DATA SECTION: Begin

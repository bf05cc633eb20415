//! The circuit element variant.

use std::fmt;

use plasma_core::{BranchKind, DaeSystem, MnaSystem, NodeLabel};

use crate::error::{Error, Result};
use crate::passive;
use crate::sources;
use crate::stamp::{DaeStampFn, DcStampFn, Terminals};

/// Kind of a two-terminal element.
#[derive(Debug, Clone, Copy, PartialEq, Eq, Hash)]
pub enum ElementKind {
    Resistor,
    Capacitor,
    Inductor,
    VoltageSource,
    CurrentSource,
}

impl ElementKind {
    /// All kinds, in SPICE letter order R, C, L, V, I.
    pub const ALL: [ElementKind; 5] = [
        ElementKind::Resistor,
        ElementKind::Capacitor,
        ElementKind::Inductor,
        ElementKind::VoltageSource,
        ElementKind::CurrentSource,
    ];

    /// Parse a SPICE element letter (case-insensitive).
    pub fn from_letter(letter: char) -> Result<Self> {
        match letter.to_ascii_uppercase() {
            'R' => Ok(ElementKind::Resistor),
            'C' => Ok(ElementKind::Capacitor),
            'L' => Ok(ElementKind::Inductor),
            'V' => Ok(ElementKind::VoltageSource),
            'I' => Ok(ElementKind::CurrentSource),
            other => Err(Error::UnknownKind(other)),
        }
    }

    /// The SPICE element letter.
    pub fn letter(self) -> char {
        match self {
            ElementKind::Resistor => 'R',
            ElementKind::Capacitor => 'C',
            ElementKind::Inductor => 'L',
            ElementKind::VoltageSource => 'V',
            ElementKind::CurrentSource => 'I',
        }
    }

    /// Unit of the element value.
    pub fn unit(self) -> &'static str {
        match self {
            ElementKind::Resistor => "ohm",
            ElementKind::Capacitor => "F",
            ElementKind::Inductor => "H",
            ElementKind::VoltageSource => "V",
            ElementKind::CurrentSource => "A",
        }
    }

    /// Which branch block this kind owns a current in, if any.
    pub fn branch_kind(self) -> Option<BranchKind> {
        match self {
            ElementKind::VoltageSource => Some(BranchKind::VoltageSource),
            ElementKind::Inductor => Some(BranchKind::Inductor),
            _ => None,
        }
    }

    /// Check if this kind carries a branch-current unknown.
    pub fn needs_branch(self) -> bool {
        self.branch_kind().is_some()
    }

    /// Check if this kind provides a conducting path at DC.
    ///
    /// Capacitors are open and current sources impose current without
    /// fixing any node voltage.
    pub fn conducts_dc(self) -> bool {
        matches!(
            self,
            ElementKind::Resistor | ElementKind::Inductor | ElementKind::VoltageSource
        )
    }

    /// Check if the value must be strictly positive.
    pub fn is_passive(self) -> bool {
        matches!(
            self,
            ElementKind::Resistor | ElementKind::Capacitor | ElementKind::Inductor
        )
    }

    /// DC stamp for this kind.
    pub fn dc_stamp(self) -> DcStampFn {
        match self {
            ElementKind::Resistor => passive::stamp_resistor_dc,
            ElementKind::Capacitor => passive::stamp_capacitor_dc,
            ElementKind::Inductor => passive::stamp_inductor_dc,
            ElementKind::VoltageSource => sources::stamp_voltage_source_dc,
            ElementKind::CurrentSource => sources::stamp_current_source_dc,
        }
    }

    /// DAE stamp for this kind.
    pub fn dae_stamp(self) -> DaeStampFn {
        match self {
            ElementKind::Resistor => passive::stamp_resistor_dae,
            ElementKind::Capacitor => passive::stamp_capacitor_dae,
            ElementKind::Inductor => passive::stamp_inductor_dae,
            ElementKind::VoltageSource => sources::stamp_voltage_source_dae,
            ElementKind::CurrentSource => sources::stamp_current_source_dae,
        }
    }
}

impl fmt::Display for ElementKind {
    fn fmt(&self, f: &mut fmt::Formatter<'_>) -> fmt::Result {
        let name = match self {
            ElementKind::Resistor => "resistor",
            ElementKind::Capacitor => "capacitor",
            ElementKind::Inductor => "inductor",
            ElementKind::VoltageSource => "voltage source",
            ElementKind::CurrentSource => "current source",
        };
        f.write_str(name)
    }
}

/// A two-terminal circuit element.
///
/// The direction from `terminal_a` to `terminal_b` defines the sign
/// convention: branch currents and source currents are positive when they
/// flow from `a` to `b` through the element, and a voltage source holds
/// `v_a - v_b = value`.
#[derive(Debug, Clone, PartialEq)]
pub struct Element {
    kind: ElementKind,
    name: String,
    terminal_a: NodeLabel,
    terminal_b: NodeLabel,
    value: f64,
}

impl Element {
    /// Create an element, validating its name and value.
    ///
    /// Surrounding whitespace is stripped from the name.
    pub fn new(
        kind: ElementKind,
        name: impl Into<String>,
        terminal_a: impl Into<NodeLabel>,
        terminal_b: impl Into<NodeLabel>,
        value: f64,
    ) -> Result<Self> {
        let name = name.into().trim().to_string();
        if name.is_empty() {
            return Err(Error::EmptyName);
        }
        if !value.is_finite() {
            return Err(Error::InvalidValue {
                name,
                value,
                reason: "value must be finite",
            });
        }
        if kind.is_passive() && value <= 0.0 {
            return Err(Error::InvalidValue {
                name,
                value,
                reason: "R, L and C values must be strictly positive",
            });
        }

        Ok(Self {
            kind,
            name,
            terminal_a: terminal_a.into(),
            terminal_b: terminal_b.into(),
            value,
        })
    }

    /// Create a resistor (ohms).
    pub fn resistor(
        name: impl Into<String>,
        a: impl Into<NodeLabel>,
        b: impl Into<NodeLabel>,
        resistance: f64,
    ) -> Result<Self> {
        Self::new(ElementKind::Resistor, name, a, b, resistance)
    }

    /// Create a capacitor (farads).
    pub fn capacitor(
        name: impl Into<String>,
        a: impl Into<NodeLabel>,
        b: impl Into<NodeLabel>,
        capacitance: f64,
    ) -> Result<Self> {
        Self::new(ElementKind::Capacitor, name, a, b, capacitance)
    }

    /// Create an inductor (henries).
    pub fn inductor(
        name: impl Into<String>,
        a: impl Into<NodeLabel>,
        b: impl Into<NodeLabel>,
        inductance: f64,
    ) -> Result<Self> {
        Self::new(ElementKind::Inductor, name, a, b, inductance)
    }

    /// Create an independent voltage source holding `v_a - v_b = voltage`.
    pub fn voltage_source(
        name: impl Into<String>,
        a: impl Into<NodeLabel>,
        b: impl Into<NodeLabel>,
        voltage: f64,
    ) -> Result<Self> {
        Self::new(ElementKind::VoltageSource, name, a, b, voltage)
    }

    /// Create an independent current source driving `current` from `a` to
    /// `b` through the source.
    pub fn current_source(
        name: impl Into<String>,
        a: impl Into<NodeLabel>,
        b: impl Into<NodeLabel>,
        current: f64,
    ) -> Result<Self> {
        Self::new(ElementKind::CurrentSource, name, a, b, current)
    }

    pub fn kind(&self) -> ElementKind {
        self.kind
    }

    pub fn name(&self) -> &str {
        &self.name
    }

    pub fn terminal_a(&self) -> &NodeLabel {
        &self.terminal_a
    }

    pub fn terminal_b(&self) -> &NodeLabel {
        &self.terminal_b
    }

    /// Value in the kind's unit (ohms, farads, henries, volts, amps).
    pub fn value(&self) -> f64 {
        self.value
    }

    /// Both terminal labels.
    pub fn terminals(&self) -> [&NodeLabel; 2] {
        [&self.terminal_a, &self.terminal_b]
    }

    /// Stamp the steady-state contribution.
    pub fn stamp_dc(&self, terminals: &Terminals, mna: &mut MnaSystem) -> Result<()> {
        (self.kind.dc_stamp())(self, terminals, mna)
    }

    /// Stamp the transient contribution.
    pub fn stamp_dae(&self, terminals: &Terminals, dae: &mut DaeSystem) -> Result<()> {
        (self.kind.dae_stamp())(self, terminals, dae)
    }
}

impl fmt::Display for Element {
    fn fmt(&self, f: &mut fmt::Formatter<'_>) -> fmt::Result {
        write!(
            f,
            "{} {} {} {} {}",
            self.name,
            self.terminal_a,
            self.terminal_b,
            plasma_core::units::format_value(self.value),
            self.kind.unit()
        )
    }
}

DATA SECTION: End

Reproduce only what lies between the start of the listing above and the end of the line containing "R, C, L, V, I.", keeping every line exact.

EXERCISE SOLUTION:
repository bf05cc633eb20415
//! The circuit element variant.

use std::fmt;

use plasma_core::{BranchKind, DaeSystem, MnaSystem, NodeLabel};

use crate::error::{Error, Result};
use crate::passive;
use crate::sources;
use crate::stamp::{DaeStampFn, DcStampFn, Terminals};

/// Kind of a two-terminal element.
#[derive(Debug, Clone, Copy, PartialEq, Eq, Hash)]
pub enum ElementKind {
    Resistor,
    Capacitor,
    Inductor,
    VoltageSource,
    CurrentSource,
}

impl ElementKind {
    /// All kinds, in SPICE letter order R, C, L, V, I.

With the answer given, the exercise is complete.